I wouldn't say that. As listed, yours is probably the better gamer; only thing I really don't like about it is the OCZ power supply.


----------



## Gerrard1889 (Aug 12, 2012)

Would the hd6850 gpu work with the set up you listed ?


----------



## gcavan (Aug 13, 2009)

Certainly. Slightly faster than the HD 7770.


----------



## Gerrard1889 (Aug 12, 2012)

With everything you have listed what graphics card is best for £150 or less


----------



## Thrall (Feb 19, 2011)

I would recommend a Sapphire Radeon HD 6870 for £139,86
Sapphire HD 6870 1GB GDDR5 DVI HDMI DisplayPort PCI-E.. | Ebuyer.com
Would be better then the HD 6850 and also better then the 7770.


----------



## gcavan (Aug 13, 2009)

Yep definitely an HD 6870. I'm not a fan of XFX cards (had a batch of bad ones a few years back) but the one in your list is a bargain at £118.


----------



## Gerrard1889 (Aug 12, 2012)

what about this one ?

Gainward GTX 560Ti 1GB GDDR5 Dual DVI HDMI Out PCI-E.. | Ebuyer.com

i have looked up about it and seems to get high fps on good games on max graphics ! whats your opinion ? or should i stick with the 6870 ?


----------



## Thrall (Feb 19, 2011)

Well I don't know about Gainward as a brand but the 560Ti and the 6870 is not that far away from each other. The 560Ti would be slightly better (not much) then the 6870 however since you are going for an AMD build it might be wise to stick with Radeon cards as there has been some reports about compability issues running Nvidia cards on AMD builds. 
Also the Radeon 6870 isn't a bad card as I got one (the same I posted the link for) and can run all the games I play on maximum settings without getting low fps, such as Skyrim for example.


----------



## Gerrard1889 (Aug 12, 2012)

ok thanks for your help guys heres the final list !
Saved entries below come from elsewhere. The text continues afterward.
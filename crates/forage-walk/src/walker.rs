//! The walker and the timed walk loop.

use crate::error::WalkError;
use crate::policy::{Move, WalkPolicy};
use forage_core::{Coord, LatticeError};
use forage_lattice::Lattice;
use rand::{Rng, RngCore};

/// Uniform axis, then uniform direction.
fn unit_move(dimension: usize, rng: &mut dyn RngCore) -> Move {
    let axis = rng.random_range(0..dimension);
    Move::unit(axis, rng.random::<bool>())
}

/// Result of one walk.
#[derive(Clone, Copy, Debug, PartialEq)]
pub struct WalkOutcome {
    /// Sites found new, including the starting site.
    pub discovered: u64,
    /// Moves taken.
    pub steps: u64,
    /// Simulated time when the walk stopped (first value past `end_time`).
    pub elapsed: f64,
}

/// A forager moving on a lattice.
///
/// Travelling one site costs `spacing / speed` time units; finding a new
/// site costs an extra `handling_time`.
#[derive(Clone, Debug)]
pub struct Walker {
    position: Coord,
    speed: f64,
    handling_time: f64,
    last_move: Option<Move>,
}

impl Walker {
    /// Create a walker at `start`.
    ///
    /// # Errors
    ///
    /// [`WalkError::InvalidParameter`] if `speed` is not finite and
    /// positive, or `handling_time` is not finite and non-negative.
    pub fn new(start: Coord, speed: f64, handling_time: f64) -> Result<Self, WalkError> {
        if !speed.is_finite() || speed <= 0.0 {
            return Err(WalkError::InvalidParameter {
                name: "speed",
                reason: format!("must be finite and > 0, got {speed}"),
            });
        }
        if !handling_time.is_finite() || handling_time < 0.0 {
            return Err(WalkError::InvalidParameter {
                name: "handling_time",
                reason: format!("must be finite and >= 0, got {handling_time}"),
            });
        }
        Ok(Self {
            position: start,
            speed,
            handling_time,
            last_move: None,
        })
    }

    /// Current site.
    pub fn position(&self) -> &Coord {
        &self.position
    }

    /// Sites per time unit, scaled by spacing.
    pub fn speed(&self) -> f64 {
        self.speed
    }

    /// Time spent on each newly found site.
    pub fn handling_time(&self) -> f64 {
        self.handling_time
    }

    /// Time to travel one site on a lattice with the given spacing.
    pub fn step_time(&self, spacing: f64) -> f64 {
        spacing / self.speed
    }

    /// Apply a move to the position.
    pub fn apply(&mut self, mv: Move) -> Result<(), LatticeError> {
        self.position
            .checked_shift(mv.axis, mv.delta())
            .ok_or_else(|| LatticeError::IndexOverflow {
                coord: self.position.clone(),
                detail: format!("walker cannot move {} along axis {}", mv.delta(), mv.axis),
            })?;
        self.last_move = Some(mv);
        Ok(())
    }

    fn choose_move(
        &self,
        policy: &WalkPolicy<'_>,
        dimension: usize,
        rng: &mut dyn RngCore,
    ) -> Move {
        match *policy {
            WalkPolicy::Plain | WalkPolicy::Percolation => unit_move(dimension, rng),
            WalkPolicy::Drift { p_drift } => {
                let mv = unit_move(dimension, rng);
                if rng.random::<f64>() < p_drift {
                    Move::unit(0, true)
                } else {
                    mv
                }
            }
            WalkPolicy::Memory => loop {
                let mv = unit_move(dimension, rng);
                match self.last_move {
                    Some(prev) if prev.reverses(&mv) => continue,
                    _ => break mv,
                }
            },
            WalkPolicy::Jumps { sampler } => {
                let mv = unit_move(dimension, rng);
                Move {
                    distance: sampler.draw(rng),
                    ..mv
                }
            }
        }
    }

    fn probe(
        &self,
        lattice: &mut dyn Lattice,
        policy: &WalkPolicy<'_>,
        rng: &mut dyn RngCore,
    ) -> Result<bool, LatticeError> {
        match policy {
            WalkPolicy::Jumps { .. } => lattice.probe_and_mark_jump(&self.position),
            WalkPolicy::Percolation => lattice.probe_and_mark_percolating(&self.position, rng),
            _ => lattice.probe_and_mark(&self.position),
        }
    }

    /// Walk until simulated time passes `end_time`.
    ///
    /// Each iteration probes the current site (charging `handling_time`
    /// if it is new), then moves and charges the travel time. The
    /// percolation policy percolates the lattice's initial region first.
    ///
    /// `end_time` must be finite; the caller validates it.
    ///
    /// # Errors
    ///
    /// Any [`LatticeError`] from a probe, or
    /// [`LatticeError::IndexOverflow`] if the position leaves `i64`. The
    /// walk stops at the first error.
    pub fn walk(
        &mut self,
        lattice: &mut dyn Lattice,
        policy: &WalkPolicy<'_>,
        end_time: f64,
        rng: &mut dyn RngCore,
    ) -> Result<WalkOutcome, LatticeError> {
        if let WalkPolicy::Percolation = policy {
            lattice.percolate_initial(rng);
        }
        let dimension = lattice.dimension();
        let dt = self.step_time(lattice.spacing());

        let mut outcome = WalkOutcome {
            discovered: 0,
            steps: 0,
            elapsed: 0.0,
        };
        while outcome.elapsed <= end_time {
            if self.probe(lattice, policy, rng)? {
                outcome.discovered += 1;
                outcome.elapsed += self.handling_time;
            }
            let mv = self.choose_move(policy, dimension, rng);
            self.apply(mv)?;
            outcome.steps += 1;
            outcome.elapsed += dt * mv.distance as f64;
        }

        tracing::trace!(
            policy = policy.name(),
            discovered = outcome.discovered,
            steps = outcome.steps,
            capacity = lattice.capacity(),
            "walk finished"
        );
        Ok(outcome)
    }
}
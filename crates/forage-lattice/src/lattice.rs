//! The [`Lattice`] trait and the state shared by every strategy.

use crate::occupancy::{OccupancyStore, SiteState};
use forage_core::{Coord, LatticeError};
use rand::RngCore;
use std::fmt;

/// Which coordinate-to-slot mapping a lattice uses.
#[derive(Clone, Copy, Debug, Default, PartialEq, Eq, Hash)]
#[cfg_attr(feature = "serde", derive(serde::Serialize, serde::Deserialize))]
#[cfg_attr(feature = "serde", serde(rename_all = "snake_case"))]
pub enum Indexing {
    /// Spiral for 2-D, base-conversion otherwise.
    #[default]
    Auto,
    /// Mixed-radix indexing; any supported dimension, remaps on growth.
    BaseConversion,
    /// Closed-form square spiral; 2-D only, append-only growth.
    Spiral,
}

impl Indexing {
    /// Resolve [`Indexing::Auto`] for a concrete dimensionality.
    pub fn resolve(self, dimension: usize) -> Indexing {
        match self {
            Indexing::Auto if dimension == 2 => Indexing::Spiral,
            Indexing::Auto => Indexing::BaseConversion,
            other => other,
        }
    }
}

impl fmt::Display for Indexing {
    fn fmt(&self, f: &mut fmt::Formatter<'_>) -> fmt::Result {
        match self {
            Indexing::Auto => write!(f, "auto"),
            Indexing::BaseConversion => write!(f, "base_conversion"),
            Indexing::Spiral => write!(f, "spiral"),
        }
    }
}

/// An unbounded occupancy lattice that grows on demand.
///
/// A walk driver asks, once per step, whether the walker's coordinate is a
/// new site. The strategy maps the coordinate to a slot, grows the store
/// when the slot is out of range, and flips the slot to visited.
///
/// Three probe flavours differ only in how growth is sized and whether
/// newly introduced slots are percolated:
///
/// | Flavour | Growth | Percolation |
/// |---------|--------|-------------|
/// | [`probe_and_mark`](Self::probe_and_mark) | fixed layers | no |
/// | [`probe_and_mark_percolating`](Self::probe_and_mark_percolating) | fixed layers | new slots |
/// | [`probe_and_mark_jump`](Self::probe_and_mark_jump) | `max_jump_size * 4` layers | no |
///
/// Growth is atomic: on success capacity, geometry and occupancy are all
/// consistent; on error the run must be abandoned.
///
/// `Send` lets a run be built on one thread and executed on another.
pub trait Lattice: Send + fmt::Debug {
    /// Strategy in use (never [`Indexing::Auto`]).
    fn indexing(&self) -> Indexing;

    /// Number of axes.
    fn dimension(&self) -> usize;

    /// Physical distance between adjacent sites.
    fn spacing(&self) -> f64;

    /// The walker's starting site: the all-zero coordinate.
    fn center(&self) -> Coord {
        Coord::origin(self.dimension())
    }

    /// Number of addressable slots.
    fn capacity(&self) -> u64;

    /// Sites along one axis of the addressable region.
    fn side_length(&self) -> u64;

    /// Probability that a newly introduced site is pre-marked visited.
    fn percolation_probability(&self) -> f64;

    /// Largest single jump, used to size jump-aware growth.
    fn max_jump_size(&self) -> u32;

    /// Number of slots currently marked visited.
    fn visited_count(&self) -> u64;

    /// Slot of `coord` under the current geometry, or `None` if the
    /// coordinate is outside current capacity.
    fn slot_of(&self, coord: &Coord) -> Result<Option<u64>, LatticeError>;

    /// State of the slot at `index`, or `None` if out of range.
    fn site_state(&self, index: u64) -> Option<SiteState>;

    /// Whether `coord` is visited, without marking it or growing.
    ///
    /// `None` if the coordinate is outside current capacity.
    fn peek(&self, coord: &Coord) -> Result<Option<bool>, LatticeError> {
        Ok(self
            .slot_of(coord)?
            .and_then(|i| self.site_state(i))
            .map(|s| s == SiteState::Visited))
    }

    /// Percolate the slots present at construction.
    ///
    /// Intended to run once, before the first probe. Later calls, and any
    /// call after the lattice has grown, are no-ops.
    fn percolate_initial(&mut self, rng: &mut dyn RngCore);

    /// Plain check-and-mark. Returns `true` if the site was new.
    fn probe_and_mark(&mut self, coord: &Coord) -> Result<bool, LatticeError>;

    /// Check-and-mark that percolates every slot introduced by growth.
    fn probe_and_mark_percolating(
        &mut self,
        coord: &Coord,
        rng: &mut dyn RngCore,
    ) -> Result<bool, LatticeError>;

    /// Check-and-mark with growth sized for the largest jump.
    fn probe_and_mark_jump(&mut self, coord: &Coord) -> Result<bool, LatticeError>;
}

/// State common to both strategies.
#[derive(Debug)]
pub(crate) struct LatticeCore {
    pub dimension: usize,
    pub spacing: f64,
    pub side_length: u64,
    pub percolation_probability: f64,
    pub max_jump_size: u32,
    pub store: OccupancyStore,
    pub initial_percolated: bool,
}

impl LatticeCore {
    pub fn check_arity(&self, coord: &Coord) -> Result<(), LatticeError> {
        if coord.ndim() != self.dimension {
            return Err(LatticeError::DimensionMismatch {
                expected: self.dimension,
                got: coord.ndim(),
            });
        }
        Ok(())
    }

    pub fn percolate_initial(&mut self, rng: &mut dyn RngCore) {
        if self.initial_percolated {
            return;
        }
        self.initial_percolated = true;
        // Visited slots are left alone, so an early probe is never undone.
        self.store.settle(self.percolation_probability, Some(rng));
    }

    /// Layers added by jump-aware growth.
    pub fn jump_layers(&self) -> u64 {
        u64::from(self.max_jump_size.max(1)) * crate::geometry::JUMP_MARGIN
    }

    pub fn capacity(&self) -> u64 {
        self.store.len()
    }
}
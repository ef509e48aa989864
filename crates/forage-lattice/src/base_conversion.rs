//! Mixed-radix ("base conversion") indexing for 1- to 3-D lattices.
//!
//! The addressable region is the cube `[-k, k]^d` with `k` the offset and
//! radix `r = 2k + 1`. A coordinate maps to
//!
//! ```text
//! index = Σ_d (c[d] + k) · r^d
//! ```
//!
//! evaluated with Horner's rule from the highest axis down. Indices are not
//! stable under a change of `k`, so every growth remaps the occupied slots
//! into the new geometry.

use crate::geometry::{cube_volume, layers_to_reach, nodes_to_add};
use crate::lattice::{Indexing, Lattice, LatticeCore};
use crate::occupancy::{OccupancyStore, SiteState};
use forage_core::{Coord, LatticeError};
use rand::RngCore;
use smallvec::SmallVec;

type Axes = SmallVec<[i64; 4]>;

/// Lattice using mixed-radix indexing.
///
/// # Examples
///
/// ```
/// use forage_core::Coord;
/// use forage_lattice::{Indexing, LatticeConfig};
///
/// let mut lattice = LatticeConfig {
///     indexing: Indexing::BaseConversion,
///     growth_layers: 1,
///     ..LatticeConfig::new(9, 2)
/// }
/// .build()
/// .unwrap();
///
/// let home = Coord::from([1, -1]);
/// assert!(lattice.probe_and_mark(&home).unwrap());
///
/// // Outside [-1, 1]^2: grows to a 5x5 cube and remaps `home`.
/// assert!(lattice.probe_and_mark(&Coord::from([2, 0])).unwrap());
/// assert_eq!(lattice.capacity(), 25);
/// assert!(!lattice.probe_and_mark(&home).unwrap());
/// ```
#[derive(Debug)]
pub struct BaseConversionLattice {
    core: LatticeCore,
    offset: i64,
    growth_layers: u64,
}

fn offset_for(side_length: u64) -> i64 {
    ((side_length - 1) / 2) as i64
}

/// Encode axes under offset `k`. `Ok(None)` if any axis is outside `[-k, k]`.
fn encode(axes: &[i64], k: i64) -> Result<Option<u64>, LatticeError> {
    if axes.iter().any(|&v| v < -k || v > k) {
        return Ok(None);
    }
    let overflow = |detail: &str| LatticeError::IndexOverflow {
        coord: Coord::from_slice(axes),
        detail: detail.to_string(),
    };
    let radix = u64::try_from(k)
        .ok()
        .and_then(|k| k.checked_mul(2))
        .and_then(|r| r.checked_add(1))
        .ok_or_else(|| overflow("radix"))?;
    let mut index: u64 = 0;
    for &v in axes.iter().rev() {
        // v + k is in [0, 2k], so the cast is lossless.
        let digit = (v + k) as u64;
        index = index
            .checked_mul(radix)
            .and_then(|i| i.checked_add(digit))
            .ok_or_else(|| overflow("mixed-radix accumulation"))?;
    }
    Ok(Some(index))
}

/// Decode `index` under offset `k` into `out` (one entry per axis).
fn decode(mut index: u64, k: i64, out: &mut [i64]) {
    let radix = 2 * k as u64 + 1;
    for axis in out.iter_mut() {
        *axis = (index % radix) as i64 - k;
        index /= radix;
    }
}

impl BaseConversionLattice {
    pub(crate) fn from_core(core: LatticeCore, growth_layers: u64) -> Self {
        let offset = offset_for(core.side_length);
        Self {
            core,
            offset,
            growth_layers,
        }
    }

    /// Half-width `k` of the addressable cube: axes span `[-k, k]`.
    pub fn offset(&self) -> i64 {
        self.offset
    }

    /// Grow by `layers` on every face and remap existing occupancy.
    ///
    /// With a random stream, slots that did not exist before growth are
    /// percolated; slots that existed keep their state exactly.
    fn grow(
        &mut self,
        layers: u64,
        rng: Option<&mut (dyn RngCore + '_)>,
    ) -> Result<(), LatticeError> {
        let dim = self.core.dimension;
        let old_side = self.core.side_length;
        let old_capacity = self.core.capacity();
        let geometry_err = |capacity, side_length| LatticeError::GeometryMismatch {
            capacity,
            side_length,
            dimension: dim,
        };

        let added =
            nodes_to_add(dim, old_side, layers).ok_or_else(|| self.overflow("nodes to add"))?;
        let new_capacity = old_capacity
            .checked_add(added)
            .ok_or_else(|| self.overflow("grown capacity"))?;
        let new_side = layers
            .checked_mul(2)
            .and_then(|l| old_side.checked_add(l))
            .filter(|s| *s <= i64::MAX as u64)
            .ok_or_else(|| self.overflow("side length"))?;
        if cube_volume(new_side, dim) != Some(new_capacity) {
            return Err(geometry_err(new_capacity, new_side));
        }

        let old_k = self.offset;
        let new_k = offset_for(new_side);
        let percolating = rng.is_some();
        let mut fresh = OccupancyStore::new(new_capacity)?;
        let mut axes: Axes = SmallVec::from_elem(0, dim);

        // Plain growth only needs the visited slots; percolating growth
        // also records which old slots were unvisited.
        for (index, visited) in self.core.store.iter_states() {
            if !visited && !percolating {
                continue;
            }
            decode(index, old_k, &mut axes);
            let new_index = encode(&axes, new_k)?.ok_or(
                LatticeError::RemapOutOfRange {
                    index,
                    capacity: new_capacity,
                },
            )?;
            fresh.place(new_index, visited)?;
        }
        fresh.settle(self.core.percolation_probability, rng);

        self.core.store = fresh;
        self.core.side_length = new_side;
        self.core.initial_percolated = true;
        self.offset = new_k;

        tracing::debug!(
            indexing = "base_conversion",
            old_capacity,
            new_capacity,
            side_length = new_side,
            layers,
            percolating,
            "lattice grown"
        );
        Ok(())
    }

    fn overflow(&self, detail: &str) -> LatticeError {
        LatticeError::IndexOverflow {
            coord: Coord::origin(self.core.dimension),
            detail: format!("{detail} (side_length {})", self.core.side_length),
        }
    }

    /// Check-and-mark, growing once by the smallest multiple of `step`
    /// layers that reaches `coord`.
    fn probe_with(
        &mut self,
        coord: &Coord,
        step: u64,
        rng: Option<&mut (dyn RngCore + '_)>,
    ) -> Result<bool, LatticeError> {
        self.core.check_arity(coord)?;
        if self.slot_of(coord)?.is_none() {
            let layers = layers_to_reach(self.core.side_length, coord.chebyshev_norm(), step)
                .ok_or_else(|| self.overflow("growth layers"))?;
            self.grow(layers, rng)?;
        }
        let index = self
            .slot_of(coord)?
            .ok_or_else(|| self.overflow("coordinate outside grown lattice"))?;
        Ok(self.core.store.mark(index))
    }
}

impl Lattice for BaseConversionLattice {
    fn indexing(&self) -> Indexing {
        Indexing::BaseConversion
    }

    fn dimension(&self) -> usize {
        self.core.dimension
    }

    fn spacing(&self) -> f64 {
        self.core.spacing
    }

    fn capacity(&self) -> u64 {
        self.core.capacity()
    }

    fn side_length(&self) -> u64 {
        self.core.side_length
    }

    fn percolation_probability(&self) -> f64 {
        self.core.percolation_probability
    }

    fn max_jump_size(&self) -> u32 {
        self.core.max_jump_size
    }

    fn visited_count(&self) -> u64 {
        self.core.store.visited_count()
    }

    fn slot_of(&self, coord: &Coord) -> Result<Option<u64>, LatticeError> {
        self.core.check_arity(coord)?;
        encode(coord.as_slice(), self.offset)
    }

    fn site_state(&self, index: u64) -> Option<SiteState> {
        self.core.store.get(index)
    }

    fn percolate_initial(&mut self, rng: &mut dyn RngCore) {
        self.core.percolate_initial(rng);
    }

    fn probe_and_mark(&mut self, coord: &Coord) -> Result<bool, LatticeError> {
        self.probe_with(coord, self.growth_layers, None)
    }

    fn probe_and_mark_percolating(
        &mut self,
        coord: &Coord,
        rng: &mut dyn RngCore,
    ) -> Result<bool, LatticeError> {
        self.probe_with(coord, self.growth_layers, Some(rng))
    }

    fn probe_and_mark_jump(&mut self, coord: &Coord) -> Result<bool, LatticeError> {
        let layers = self.core.jump_layers();
        self.probe_with(coord, layers, None)
    }
}

#[cfg(test)]
mod tests {
    use super::*;
    use crate::compliance;
    use crate::config::LatticeConfig;
    use proptest::prelude::*;
    use rand::SeedableRng;
    use rand_chacha::ChaCha8Rng;

    fn lattice(capacity: u64, dimension: usize, layers: u64) -> BaseConversionLattice {
        let config = LatticeConfig {
            indexing: Indexing::BaseConversion,
            growth_layers: layers,
            ..LatticeConfig::new(capacity, dimension)
        };
        config.validate().unwrap();
        let core = LatticeCore {
            dimension,
            spacing: config.spacing(),
            side_length: config.side_length(),
            percolation_probability: config.percolation_probability,
            max_jump_size: config.max_jump_size,
            store: OccupancyStore::new(capacity).unwrap(),
            initial_percolated: false,
        };
        BaseConversionLattice::from_core(core, layers)
    }

    // ── Indexing ────────────────────────────────────────────────

    #[test]
    fn origin_is_the_central_slot() {
        assert_eq!(lattice(11, 1, 1).slot_of(&Coord::from([0])).unwrap(), Some(5));
        assert_eq!(lattice(9, 2, 1).slot_of(&Coord::from([0, 0])).unwrap(), Some(4));
        assert_eq!(
            lattice(27, 3, 1).slot_of(&Coord::from([0, 0, 0])).unwrap(),
            Some(13)
        );
    }

    #[test]
    fn horner_matches_positional_sum() {
        // k = 2, r = 5: (x+2) + 5(y+2) + 25(z+2) = 3 + 0 + 100
        let l = lattice(125, 3, 1);
        let c = Coord::from([1, -2, 2]);
        assert_eq!(l.slot_of(&c).unwrap(), Some(103));
    }

    #[test]
    fn outside_cube_is_none() {
        let l = lattice(9, 2, 1);
        assert_eq!(l.slot_of(&Coord::from([2, 0])).unwrap(), None);
        assert_eq!(l.slot_of(&Coord::from([0, -2])).unwrap(), None);
    }

    #[test]
    fn wrong_arity_is_rejected() {
        let l = lattice(9, 2, 1);
        assert!(matches!(
            l.slot_of(&Coord::from([0, 0, 0])),
            Err(LatticeError::DimensionMismatch {
                expected: 2,
                got: 3
            })
        ));
    }

    #[test]
    fn decode_inverts_encode_in_every_dimension() {
        for (capacity, dim) in [(7u64, 1usize), (49, 2), (343, 3)] {
            let k = offset_for(side_from(capacity, dim));
            let mut axes: Axes = SmallVec::from_elem(0, dim);
            for index in 0..capacity {
                decode(index, k, &mut axes);
                assert_eq!(encode(&axes, k).unwrap(), Some(index));
            }
        }
    }

    fn side_from(capacity: u64, dim: usize) -> u64 {
        crate::geometry::side_from_capacity(capacity, dim)
    }

    // ── Growth ──────────────────────────────────────────────────

    #[test]
    fn growth_adds_closed_form_slots() {
        let mut l = lattice(25, 2, 1);
        l.grow(1, None).unwrap();
        assert_eq!(l.capacity(), 25 + 24);
        assert_eq!(l.side_length(), 7);
        assert_eq!(l.offset(), 3);
    }

    #[test]
    fn growth_remaps_visited_sites() {
        let mut l = lattice(9, 2, 1);
        let visited = [Coord::from([-1, -1]), Coord::from([1, 0]), Coord::from([0, 1])];
        for c in &visited {
            assert!(l.probe_and_mark(c).unwrap());
        }
        l.grow(3, None).unwrap();
        assert_eq!(l.visited_count(), 3);
        for c in &visited {
            assert_eq!(l.peek(c).unwrap(), Some(true));
        }
        assert_eq!(l.peek(&Coord::from([0, 0])).unwrap(), Some(false));
    }

    #[test]
    fn probe_grows_until_addressable() {
        let mut l = lattice(3, 1, 1);
        assert!(l.probe_and_mark(&Coord::from([10])).unwrap());
        assert_eq!(l.side_length(), 21);
        assert!(!l.probe_and_mark(&Coord::from([10])).unwrap());
    }

    #[test]
    fn distant_probe_rounds_up_to_whole_growth_steps() {
        let mut l = lattice(9, 2, 5);
        l.probe_and_mark(&Coord::from([1, 1])).unwrap();
        assert!(l.probe_and_mark(&Coord::from([0, 23])).unwrap());
        // Deficit 22 -> five steps of 5 layers.
        assert_eq!(l.side_length(), 3 + 2 * 25);
        assert_eq!(l.offset(), 26);
        assert_eq!(l.peek(&Coord::from([1, 1])).unwrap(), Some(true));
        assert_eq!(l.visited_count(), 2);
    }

    #[test]
    fn jump_growth_uses_max_jump_margin() {
        let mut l = lattice(9, 2, 100);
        l.core.max_jump_size = 3;
        assert!(l.probe_and_mark_jump(&Coord::from([4, 0])).unwrap());
        // 3 * 4 = 12 layers on each face
        assert_eq!(l.side_length(), 3 + 2 * 12);
        assert_eq!(l.capacity(), 27 * 27);
    }

    #[test]
    fn percolating_growth_never_repercolates_old_unvisited_sites() {
        let mut l = lattice(9, 2, 1);
        l.core.percolation_probability = 1.0;
        let mut rng = ChaCha8Rng::seed_from_u64(3);
        assert!(l.probe_and_mark(&Coord::from([0, 0])).unwrap());

        // Force growth: every new slot is percolated (p = 1), old ones kept.
        assert!(!l
            .probe_and_mark_percolating(&Coord::from([2, 2]), &mut rng)
            .unwrap());
        assert_eq!(l.capacity(), 25);
        for x in -1..=1 {
            for y in -1..=1 {
                let expect = x == 0 && y == 0;
                assert_eq!(l.peek(&Coord::from([x, y])).unwrap(), Some(expect));
            }
        }
        // 16 new ring slots + the origin.
        assert_eq!(l.visited_count(), 17);
    }

    #[test]
    fn percolating_growth_with_zero_probability_adds_nothing() {
        let mut l = lattice(27, 3, 2);
        let mut rng = ChaCha8Rng::seed_from_u64(11);
        assert!(l
            .probe_and_mark_percolating(&Coord::from([0, 0, 5]), &mut rng)
            .unwrap());
        assert_eq!(l.visited_count(), 1);
    }

    #[test]
    fn growth_overflow_is_fatal() {
        let mut l = lattice(3, 1, 1);
        let err = l.grow(u64::MAX / 2 + 1, None).unwrap_err();
        assert!(matches!(err, LatticeError::IndexOverflow { .. }));
        assert!(err.is_fatal());
        // State untouched.
        assert_eq!(l.capacity(), 3);
        assert_eq!(l.offset(), 1);
    }

    #[test]
    fn compliance_all_dimensions() {
        compliance::run_full_compliance(&mut lattice(5, 1, 2));
        compliance::run_full_compliance(&mut lattice(25, 2, 1));
        compliance::run_full_compliance(&mut lattice(27, 3, 1));
    }

    proptest! {
        #[test]
        fn growth_is_bijective_on_prior_occupancy(
            dim in 1usize..=3,
            layers in 1u64..4,
            sites in prop::collection::vec(prop::collection::vec(-2i64..=2, 3), 0..20),
        ) {
            let capacity = 5u64.pow(dim as u32);
            let mut l = lattice(capacity, dim, layers);
            for s in &sites {
                l.probe_and_mark(&Coord::from_slice(&s[..dim])).unwrap();
            }
            let before: Vec<(Coord, bool)> = (0..capacity)
                .map(|i| {
                    let mut axes: Axes = SmallVec::from_elem(0, dim);
                    decode(i, l.offset(), &mut axes);
                    let c = Coord::from_slice(&axes);
                    let v = l.peek(&c).unwrap().unwrap();
                    (c, v)
                })
                .collect();
            l.grow(layers, None).unwrap();
            for (c, v) in before {
                prop_assert_eq!(l.peek(&c).unwrap(), Some(v));
            }
        }
    }
}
Cheap Laptops, Computers and Cheap LCD TVs | Ebuyer.com


----------



## Thrall (Feb 19, 2011)

Link doesn't work, only get "Your shopping basket is empty". Guess you have to post a screenshot or just list the components here :smile:


----------



## Gerrard1889 (Aug 12, 2012)

here is the list i have forgotten a case whats cheapest case that will go with this or what can i change to make it cheaper ?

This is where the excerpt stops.